(Beginning of Data supplied)
use thiserror::Error;

use crate::state::Capability;

#[derive(Debug, Error, Clone, Copy, PartialEq, Eq)]
pub enum VaultError {
    #[error("amount must be greater than zero")]
    ZeroAmount,

    #[error("address must not be the zero address")]
    ZeroAddress,

    #[error("first deposit of {actual} is below the minimum of {minimum}")]
    BelowMinimumDeposit { minimum: u64, actual: u64 },

    #[error("amount converts to zero shares")]
    ZeroSharesComputed,

    #[error("amount converts to zero assets")]
    ZeroAssetsComputed,

    #[error("fee of {bps} bps exceeds the maximum of {max} bps")]
    FeeAboveMaximum { bps: u16, max: u16 },

    #[error("decimals offset {offset} exceeds the maximum of {max}")]
    OffsetAboveMaximum { offset: u8, max: u8 },

    #[error("deposit of {requested} exceeds target capacity of {max}")]
    ExceedsTargetCapacity { requested: u64, max: u64 },

    #[error("caller lacks the {0:?} capability")]
    MissingCapability(Capability),

    #[error("vault is paused")]
    VaultPaused,

    #[error("pause flag is already set to {0}")]
    PauseUnchanged(bool),

    #[error("operation unavailable while emergency mode is active")]
    EmergencyActive,

    #[error("emergency mode is already active")]
    EmergencyAlreadyActive,

    #[error("emergency mode is not active")]
    EmergencyNotActive,

    #[error("recovery mode is already active")]
    RecoveryAlreadyActive,

    #[error("no vault-held assets available to snapshot for recovery")]
    NoRecoverableAssets,

    #[error("no outstanding shares to snapshot for recovery")]
    NoOutstandingShares,

    #[error("previews are disabled during emergency and recovery")]
    DisabledDuringEmergency,

    #[error("target reported a zero position delta")]
    TargetDepositRejected,

    #[error("target returned {available} of {requested} requested")]
    WithdrawShortfall { requested: u64, available: u64 },

    #[error("arithmetic overflow")]
    MathOverflow,

    #[error("division by zero")]
    DivisionByZero,

    #[error("insufficient shares balance")]
    InsufficientShares,

    #[error("insufficient spender allowance")]
    InsufficientAllowance,

    #[error("reentrant call rejected")]
    ReentrantCall,
}

/// Result type alias for vault operations.
pub type Result<T> = std::result::Result<T, VaultError>;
(End of Data supplied)
Above are the entries. Quote exactly the lines from the one bearing "use crate::state::Capability;" through the one bearing "mode is not".

_Exercise result_.
use crate::state::Capability;

#[derive(Debug, Error, Clone, Copy, PartialEq, Eq)]
pub enum VaultError {
    #[error("amount must be greater than zero")]
    ZeroAmount,

    #[error("address must not be the zero address")]
    ZeroAddress,

    #[error("first deposit of {actual} is below the minimum of {minimum}")]
    BelowMinimumDeposit { minimum: u64, actual: u64 },

    #[error("amount converts to zero shares")]
    ZeroSharesComputed,

    #[error("amount converts to zero assets")]
    ZeroAssetsComputed,

    #[error("fee of {bps} bps exceeds the maximum of {max} bps")]
    FeeAboveMaximum { bps: u16, max: u16 },

    #[error("decimals offset {offset} exceeds the maximum of {max}")]
    OffsetAboveMaximum { offset: u8, max: u8 },

    #[error("deposit of {requested} exceeds target capacity of {max}")]
    ExceedsTargetCapacity { requested: u64, max: u64 },

    #[error("caller lacks the {0:?} capability")]
    MissingCapability(Capability),

    #[error("vault is paused")]
    VaultPaused,

    #[error("pause flag is already set to {0}")]
    PauseUnchanged(bool),

    #[error("operation unavailable while emergency mode is active")]
    EmergencyActive,

    #[error("emergency mode is already active")]
    EmergencyAlreadyActive,

    #[error("emergency mode is not active")]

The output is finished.